Alla base c’è una trasformazione sociale che va nella direzione della frantumazione della tradizione, del superamento acritico dei fondamenti naturali, dell’esasperata difesa di una presunta libertà personale al di fuori e al di sopra dei valori condivisi. Siamo in una società sempre più secolarizzata, una società in cui crescono la diffidenza e il rancore, in cui i rapidi slogan sui social network sostituiscono la capacità di dialogo e di approfondimento.

È così il vero paradosso sta nel fatto che un’evoluzione sociale come quella attuale avrebbe bisogno come l’ossigeno di valori su cui costruire un futuro più solido e capace di coesione sociale. Ma chi potrebbe e dovrebbe annunciare questi valori si trova isolato ed emarginato: una voce che grida nel deserto o che non riesce a farsi sentire tanto è forte il rumore degli altri.

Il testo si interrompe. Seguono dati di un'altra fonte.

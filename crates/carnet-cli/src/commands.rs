//! Subcommand handlers. Each maps onto one action of the list or form screen.

use std::process::ExitCode;

use anyhow::Context as _;
use carnet_core::{
  Contact, Error, Gender, Outcome,
  form::{delete_contact, load_for_edit, submit},
  store::ContactStore,
};
use clap::Args;

/// Fields of the contact form in create mode.
#[derive(Args, Debug)]
pub struct AddArgs {
  #[arg(long)]
  pub name:      String,
  #[arg(long)]
  pub firstname: String,
  /// Date of birth as DD/MM/YYYY.
  #[arg(long)]
  pub birthdate: String,
  #[arg(long, default_value = "")]
  pub phone:     String,
  #[arg(long)]
  pub email:     String,
  /// `F`, `M`, or anything else for "other".
  #[arg(long, default_value = "O")]
  pub gender:    String,
}

/// Fields of the contact form in edit mode. Omitted fields keep their stored
/// value.
#[derive(Args, Debug)]
pub struct EditArgs {
  /// Email of the contact to edit.
  pub email:     String,
  #[arg(long)]
  pub name:      Option<String>,
  #[arg(long)]
  pub firstname: Option<String>,
  #[arg(long)]
  pub birthdate: Option<String>,
  #[arg(long)]
  pub phone:     Option<String>,
  /// New email address.
  #[arg(long = "email")]
  pub new_email: Option<String>,
  #[arg(long)]
  pub gender:    Option<String>,
}

impl EditArgs {
  /// Overlay the supplied fields on `previous`.
  fn apply_to(self, previous: &Contact) -> Contact {
    let mut contact = previous.clone();
    if let Some(v) = self.name {
      contact.name = v;
    }
    if let Some(v) = self.firstname {
      contact.firstname = v;
    }
    if let Some(v) = self.birthdate {
      contact.birthdate = v;
    }
    if let Some(v) = self.phone {
      contact.phone = v;
    }
    if let Some(v) = self.new_email {
      contact.email = v;
    }
    if let Some(v) = self.gender {
      contact.gender = Gender::from(v);
    }
    contact
  }
}

// ─── List screen ──────────────────────────────────────────────────────────────

pub fn list<S: ContactStore>(store: &S, json: bool) -> anyhow::Result<ExitCode> {
  let rows = store.list_all().context("failed to list contacts")?;

  if json {
    println!("{}", serde_json::to_string_pretty(&rows)?);
  } else {
    for row in &rows {
      println!("{row}\n");
    }
  }
  Ok(ExitCode::SUCCESS)
}

// ─── Form screen ──────────────────────────────────────────────────────────────

pub fn show<S: ContactStore>(
  store: &S,
  email: &str,
  json: bool,
) -> anyhow::Result<ExitCode> {
  let contact = match load_for_edit(store, email) {
    Ok(c) => c,
    Err(Error::NotFound(_)) => {
      eprintln!("Error: no contact uses {email}");
      return Ok(ExitCode::FAILURE);
    }
    Err(e) => return Err(e).context("failed to load contact"),
  };

  if json {
    println!("{}", serde_json::to_string_pretty(&contact)?);
  } else {
    println!("Name:      {}", contact.name);
    println!("Firstname: {}", contact.firstname);
    println!("Birthdate: {}", contact.birthdate);
    println!("Phone:     {}", contact.phone);
    println!("Email:     {}", contact.email);
    println!("Gender:    {}", contact.gender);
  }
  Ok(ExitCode::SUCCESS)
}

pub fn add<S: ContactStore>(store: &S, args: AddArgs) -> ExitCode {
  let contact = Contact {
    name:      args.name,
    firstname: args.firstname,
    birthdate: args.birthdate,
    phone:     args.phone,
    email:     args.email,
    gender:    Gender::from(args.gender),
  };
  report(submit(store, &contact, None))
}

pub fn edit<S: ContactStore>(store: &S, args: EditArgs) -> anyhow::Result<ExitCode> {
  let previous = match load_for_edit(store, &args.email) {
    Ok(c) => c,
    Err(Error::NotFound(_)) => {
      eprintln!("Error: no contact uses {}", args.email);
      return Ok(ExitCode::FAILURE);
    }
    Err(e) => return Err(e).context("failed to load contact"),
  };
  let contact = args.apply_to(&previous);
  Ok(report(submit(store, &contact, Some(&previous))))
}

pub fn delete<S: ContactStore>(store: &S, email: &str) -> ExitCode {
  report(delete_contact(store, email))
}

fn report(outcome: Outcome) -> ExitCode {
  if outcome.is_success() {
    println!("{}", outcome.message);
    ExitCode::SUCCESS
  } else {
    eprintln!("{}", outcome.message);
    ExitCode::FAILURE
  }
}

A tutti gli uomini liberi e forti, che in questa grave ora sentono alto il dovere di cooperare ai fini superiori della Patria, senza pregiudizi né preconcetti, facciamo appello perché uniti insieme propugnano nella loro interezza gli ideali di giustizia e libertà”. Così iniziava l’appello che cent’anni fa Luigi Sturzo lanciò per fondare con il partito popolare una nuova presenza dei cattolici nella società. Una presenza che fin dall’inizio poneva la ripresa dei valori come obiettivo e il dialogo come metodo. Perché in politica nessuno può avere il monopolio della verità, ma tutti possono cooperare perché, pur con diversi punti di partenza, si possa realizzare un vero bene comune. E in questa prospettiva i cattolici dovrebbero avere molto da dire e da offrire.